Ayet-i kerimelere geçmeden önce şunu açıklamaya çalışalım; Hıristiyan bir adamın “Ben Hazret-i Muhammedin (s.a.v.) peygamberliğini kabul ediyorum” veya “O da hak bir peygamberdir, Kur’an gerçek bir kitaptır” demesi yetmez. Hıristiyanlık, Yahudilik ve bâtıl inançlarından tamamen sıyrılması gerekir. Türkçemizdeki meşhur tabirimizle “Çatal kazık toprağa gitmez”; çift dinlilik olmaz.

***

Mevzu ile ilgili ayeti kerimeler şunlardır:

“İman etmedikçe putperest kadınlarla evlenmeyin. Beğenseniz bile, putperest bir kadından, imanlı bir cariye kesinlikle daha iyidir. İman etmedikçe putperest erkekleri de (kızlarınızla) evlendirmeyin. Beğenseniz bile, putperest bir kişiden inanmış bir köle kesinlikle daha iyidir. Onlar (müşrikler) cehenneme çağırır. Allah ise, izni (ve yardımı) ile cennete ve mağfirete çağırır. Allah, düşünüp anlasınlar diye ayetlerini insanlara açıklar..” [Bakara suresi, 221]

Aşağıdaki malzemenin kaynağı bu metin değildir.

use crate::{
    assets::GENERATED_FILES,
    errors::IoError,
    manifest::{Manifest, ManifestError},
    transactions::{Active, RollbackOperation, Transaction},
    vfs::{Filesystem, VirtualEntry, VirtualFS},
};
use colored::Colorize;
use miette::Diagnostic;
use std::path::{Path, PathBuf};
use tera::{Context, Tera};
use thiserror::Error;

/// Template paths that make up the project skeleton. Each is copied
/// recursively when present at the template source.
pub const REQUIRED_PATHS: &[&str] = &[
    "src",
    "public",
    "package.json",
    "tsconfig.json",
    "next.config.js",
    "postcss.config.js",
    "next-env.d.ts",
];

/// Single-file extras copied only when the template ships them.
pub const OPTIONAL_PATHS: &[&str] = &[".eslintrc.json", ".prettierrc"];

#[derive(Debug, Error, Diagnostic)]
pub enum ScaffoldError {
    #[error("I/O error within scaffold domain")]
    #[diagnostic(code(create_hgraph_app::scaffold::io))]
    Io(#[from] IoError),

    #[error("directory '{path}' already exists")]
    #[diagnostic(
        code(create_hgraph_app::scaffold::destination_exists),
        help("Choose a different project name or remove the existing directory.")
    )]
    DestinationExists { path: PathBuf },

    #[error(transparent)]
    #[diagnostic(transparent)]
    Manifest(#[from] ManifestError),

    #[error("unable to render generated file '{file}'")]
    #[diagnostic(code(create_hgraph_app::scaffold::render))]
    Render {
        file: String,
        #[source]
        source: tera::Error,
    },
}

/// Fails when the destination is already taken, before anything is written.
pub fn ensure_destination_free(
    fs: &dyn Filesystem,
    project_dir: &Path,
) -> Result<(), ScaffoldError> {
    if fs.exists(project_dir) {
        return Err(ScaffoldError::DestinationExists {
            path: project_dir.to_path_buf(),
        });
    }

    Ok(())
}

/// Stages the whole project into a [`VirtualFS`] without touching the
/// destination: template copies, the configured manifest, and the generated
/// files. Required paths are walked depth-first; files are staged
/// byte-for-byte.
pub fn plan(
    fs: &dyn Filesystem,
    template_dir: &Path,
    project_name: &str,
) -> Result<VirtualFS, ScaffoldError> {
    let mut vfs = VirtualFS::new();

    for item in REQUIRED_PATHS {
        let source = template_dir.join(item);

        if fs.exists(&source) {
            stage_tree(fs, template_dir, Path::new(item), &mut vfs)?;
        }
    }

    for item in OPTIONAL_PATHS {
        let source = template_dir.join(item);

        if fs.exists(&source) {
            let content = fs.read_file(&source)?;

            vfs.entries
                .push(VirtualEntry::file(PathBuf::from(item), content));
        }
    }

    configure_manifest(&mut vfs, project_name)?;

    stage_generated(&mut vfs, project_name)?;

    Ok(vfs)
}

fn stage_tree(
    fs: &dyn Filesystem,
    template_dir: &Path,
    relative: &Path,
    vfs: &mut VirtualFS,
) -> Result<(), ScaffoldError> {
    let source = template_dir.join(relative);

    if fs.is_dir(&source) {
        vfs.entries
            .push(VirtualEntry::directory(relative.to_path_buf()));

        for child in fs.list_children(&source)? {
            if let Some(name) = child.file_name() {
                stage_tree(fs, template_dir, &relative.join(name), vfs)?;
            }
        }
    } else {
        let content = fs.read_file(&source)?;

        vfs.entries
            .push(VirtualEntry::file(relative.to_path_buf(), content));
    }

    Ok(())
}

/// Patches the staged `package.json` in place for the new project.
fn configure_manifest(vfs: &mut VirtualFS, project_name: &str) -> Result<(), ScaffoldError> {
    let entry = vfs
        .entries
        .iter_mut()
        .find(|entry| entry.is_file && entry.destination == Path::new("package.json"))
        .ok_or(ManifestError::Missing)?;

    let mut manifest = Manifest::from_slice(entry.content.as_deref().unwrap_or_default())?;

    manifest.configure_for(project_name);

    entry.content = Some(manifest.to_bytes()?);

    Ok(())
}

fn stage_generated(vfs: &mut VirtualFS, project_name: &str) -> Result<(), ScaffoldError> {
    let mut ctx = Context::new();
    ctx.insert("project_name", project_name);

    for (file, template) in GENERATED_FILES {
        let rendered =
            Tera::one_off(template, &ctx, false).map_err(|error| ScaffoldError::Render {
                file: file.to_string(),
                source: error,
            })?;

        vfs.entries
            .push(VirtualEntry::file(PathBuf::from(file), rendered.into_bytes()));
    }

    Ok(())
}

/// Writes the staged plan under `project_dir`: the destination root first,
/// then staged directories, then files with parents created lazily. Every
/// write is registered on the transaction so a failure rolls the whole
/// destination back.
pub fn apply(
    fs: &mut dyn Filesystem,
    vfs: &VirtualFS,
    project_dir: &Path,
    trx: &mut Transaction<Active>,
) -> Result<(), ScaffoldError> {
    create_directory(fs, trx, project_dir)?;

    for entry in vfs.entries.iter().filter(|entry| !entry.is_file) {
        create_directory(fs, trx, &project_dir.join(&entry.destination))?;
    }

    for entry in vfs.entries.iter().filter(|entry| entry.is_file) {
        let final_path = project_dir.join(&entry.destination);

        if let Some(parent) = final_path.parent() {
            create_directory(fs, trx, parent)?;
        }

        let contents = entry.content.clone().unwrap_or_default();

        write_file(fs, trx, &final_path, &contents)?;
    }

    Ok(())
}

fn create_directory(
    fs: &mut dyn Filesystem,
    trx: &mut Transaction<Active>,
    path: &Path,
) -> Result<(), ScaffoldError> {
    fs.make_dir(path)?;

    trx.add_operation(RollbackOperation::RemoveDir(path.to_path_buf()));

    Ok(())
}

fn write_file(
    fs: &mut dyn Filesystem,
    trx: &mut Transaction<Active>,
    path: &Path,
    contents: &[u8],
) -> Result<(), ScaffoldError> {
    fs.write_file(path, contents)?;

    println!("{} {}", "create".green(), path.display());

    trx.add_operation(RollbackOperation::RemoveFile(path.to_path_buf()));

    Ok(())
}

#[cfg(test)]
mod tests {
    use super::*;
    use crate::vfs::memory::MemoryFilesystem;

    const TEMPLATE_MANIFEST: &str = r#"{
  "name": "@hgraph.io/nextjs-template",
  "version": "2.3.1",
  "bin": {"create-app": "./bin/create-app.js"},
  "files": ["src", "public"],
  "scripts": {"dev": "next dev"}
}"#;

    fn template_fs() -> MemoryFilesystem {
        let mut fs = MemoryFilesystem::new();
        fs.add_file("/tpl/package.json", TEMPLATE_MANIFEST);
        fs.add_file("/tpl/tsconfig.json", "{}");
        fs.add_file("/tpl/next.config.js", "module.exports = {}\n");
        fs.add_file("/tpl/src/app/page.tsx", "export default function Home() {}\n");
        fs.add_file("/tpl/src/app/layout.tsx", "export default function Layout() {}\n");
        fs.add_file("/tpl/public/favicon.svg", "<svg/>\n");
        fs.add_file("/tpl/.prettierrc", "{\"semi\": false}\n");
        fs
    }

    fn planned_paths(vfs: &VirtualFS) -> Vec<String> {
        vfs.entries
            .iter()
            .map(|entry| entry.destination.display().to_string())
            .collect()
    }

    #[test]
    fn stages_required_trees_depth_first() {
        let fs = template_fs();

        let vfs = plan(&fs, Path::new("/tpl"), "demo-app").unwrap();
        let paths = planned_paths(&vfs);

        assert!(paths.contains(&"src".to_string()));
        assert!(paths.contains(&"src/app/page.tsx".to_string()));
        assert!(paths.contains(&"public/favicon.svg".to_string()));
        assert!(paths.contains(&".prettierrc".to_string()));
    }

    #[test]
    fn stages_files_byte_for_byte() {
        let fs = template_fs();

        let vfs = plan(&fs, Path::new("/tpl"), "demo-app").unwrap();

        let page = vfs
            .entries
            .iter()
            .find(|entry| entry.destination == Path::new("src/app/page.tsx"))
            .unwrap();

        assert_eq!(
            page.content.as_deref(),
            Some("export default function Home() {}\n".as_bytes())
        );
    }

    #[test]
    fn absent_required_and_optional_paths_are_skipped() {
        let mut fs = MemoryFilesystem::new();
        fs.add_file("/tpl/package.json", TEMPLATE_MANIFEST);

        let vfs = plan(&fs, Path::new("/tpl"), "demo-app").unwrap();
        let paths = planned_paths(&vfs);

        assert!(!paths.contains(&"public".to_string()));
        assert!(!paths.contains(&".eslintrc.json".to_string()));
    }

    #[test]
    fn configures_the_staged_manifest() {
        let fs = template_fs();

        let vfs = plan(&fs, Path::new("/tpl"), "demo-app").unwrap();

        let manifest_entry = vfs
            .entries
            .iter()
            .find(|entry| entry.destination == Path::new("package.json"))
            .unwrap();

        let manifest =
            Manifest::from_slice(manifest_entry.content.as_deref().unwrap()).unwrap();

        assert_eq!(manifest.0["name"], "demo-app");
        assert_eq!(manifest.0["version"], "0.1.0");
        assert!(!manifest.0.contains_key("bin"));
        assert!(!manifest.0.contains_key("files"));
    }

    #[test]
    fn stages_generated_files() {
        let fs = template_fs();

        let vfs = plan(&fs, Path::new("/tpl"), "demo-app").unwrap();
        let paths = planned_paths(&vfs);

        assert!(paths.contains(&".env.local".to_string()));
        assert!(paths.contains(&".gitignore".to_string()));
        assert!(paths.contains(&"README.md".to_string()));

        let readme = vfs
            .entries
            .iter()
            .find(|entry| entry.destination == Path::new("README.md"))
            .unwrap();
        let text = String::from_utf8(readme.content.clone().unwrap()).unwrap();

        assert!(text.starts_with("# demo-app\n"));
    }

    #[test]
    fn template_without_manifest_is_an_error() {
        let mut fs = MemoryFilesystem::new();
        fs.add_file("/tpl/tsconfig.json", "{}");

        let result = plan(&fs, Path::new("/tpl"), "demo-app");

        assert!(matches!(
            result,
            Err(ScaffoldError::Manifest(ManifestError::Missing))
        ));
    }

    #[test]
    fn refuses_an_existing_destination() {
        let mut fs = MemoryFilesystem::new();
        fs.add_dir("/work/demo-app");

        let result = ensure_destination_free(&fs, Path::new("/work/demo-app"));

        assert!(matches!(
            result,
            Err(ScaffoldError::DestinationExists { .. })
        ));
    }

    #[test]
    fn applies_the_plan_under_the_destination() {
        let mut fs = template_fs();
        let vfs = plan(&fs, Path::new("/tpl"), "demo-app").unwrap();

        let mut trx = Transaction::new();
        apply(&mut fs, &vfs, Path::new("/work/demo-app"), &mut trx).unwrap();
        trx.commit();

        assert_eq!(
            fs.file("/work/demo-app/src/app/page.tsx"),
            Some("export default function Home() {}\n".as_bytes())
        );
        assert!(fs.file("/work/demo-app/.env.local").is_some());
        assert!(fs.is_dir(Path::new("/work/demo-app/public")));
    }
}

Eğer ayet-i kerimede, “müşrik-müşrike” lafzı geçmekte, “gayrimüslim” lafzı geçmemektedir, diye bir itirazda bulunulacak olursa, bilinmelidir ki; “müşrik-müşrike” Kur’an-ı Kerim’de iki manada kullanılmaktadır. Biri zahirî (açık), diğeri manevi/hakikidir.

Zahirî müşrik, açıktan açığa Allah’a şirk (ortak) koşan, birden fazla ilaha inanan kimsedir. Bu manaca Ehl-i kitab’a (Yahudi ve Hıristiyanlara) müşrik denmez.

Hakiki müşrik de, hakikaten tevhid (Allah’ın birliği) inancını ve İslâm dinini inkâr edenler, yani mü’min olmayan gayrimüslimlerdir.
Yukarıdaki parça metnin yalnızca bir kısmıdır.